TARGETED DRUG DEVELOPMENT IN FRAGILE X SYNDROME: MOLECULAR MEDICINE AS A KEY TOOL IN CLINICAL PHARMACOLOGY

Abstract

The full mutation and epigenetic silencing of the FMR1 gene lead to a deficiency of its protein, FMRP, resulting in Fragile X Syndrome (FXS). Although significant advances have been made in understanding the molecular mechanisms underlying FXS, no cure or targeted pharmacological treatments have yet been approved for this neurodevelopmental disorder. Current clinical management primarily relies on symptomatic therapies, which often offer limited benefits and do not address the core molecular causes of the condition, especially given the multifaceted roles of the FMRP.

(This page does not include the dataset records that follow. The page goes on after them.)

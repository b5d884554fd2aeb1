//! Logging initialization and configuration.

use tracing_subscriber::{layer::SubscriberExt, util::SubscriberInitExt, EnvFilter};

/// Default filter when neither `RUST_LOG` nor a configured level is present.
pub const DEFAULT_FILTER: &str = "thermometer_bridge=info";

fn build_filter(level: Option<&str>) -> EnvFilter {
    match level {
        Some(level) => EnvFilter::try_new(level).unwrap_or_else(|_| EnvFilter::new(DEFAULT_FILTER)),
        None => EnvFilter::try_from_default_env().unwrap_or_else(|_| EnvFilter::new(DEFAULT_FILTER)),
    }
}

/// Initialize the logging system.
///
/// Uses the `RUST_LOG` environment variable for filtering. If not set,
/// defaults to `thermometer_bridge=info`.
///
/// # Panics
///
/// Panics if called more than once, or if another tracing subscriber
/// has already been set.
pub fn init() {
    tracing_subscriber::registry()
        .with(build_filter(None))
        .with(tracing_subscriber::fmt::layer().compact())
        .init();
}

/// Try to initialize the logging system.
///
/// Returns `Ok(())` if successful, or `Err` if logging has already been
/// initialized.
pub fn try_init() -> Result<(), tracing_subscriber::util::TryInitError> {
    try_init_with_level(None)
}

/// Try to initialize logging with an explicit filter directive such as
/// `debug` or `thermometer_bridge=trace`.
///
/// An unparsable directive falls back to the default filter.
pub fn try_init_with_level(
    level: Option<&str>,
) -> Result<(), tracing_subscriber::util::TryInitError> {
    tracing_subscriber::registry()
        .with(build_filter(level))
        .with(tracing_subscriber::fmt::layer().compact())
        .try_init()
}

This review highlights the crucial role of molecular insights in guiding the development of drugs for FXS. It provides an overview of existing pharmacotherapies, discusses their benefits and limitations, and emphasizes the unmet need for interventions that target the specific pathways disrupted by FMR1 dysfunction. Recent and ongoing clinical trials were examined, focusing on how a deeper understanding of FXS molecular biology can inform the design of more effective and precise therapeutic strategies. In summary, key molecular pathways relevant to FXS are presented, and the potential synergy between clinical pharmacology and molecular medicine is discussed as a means to promote the advancement of tailored therapeutic approaches.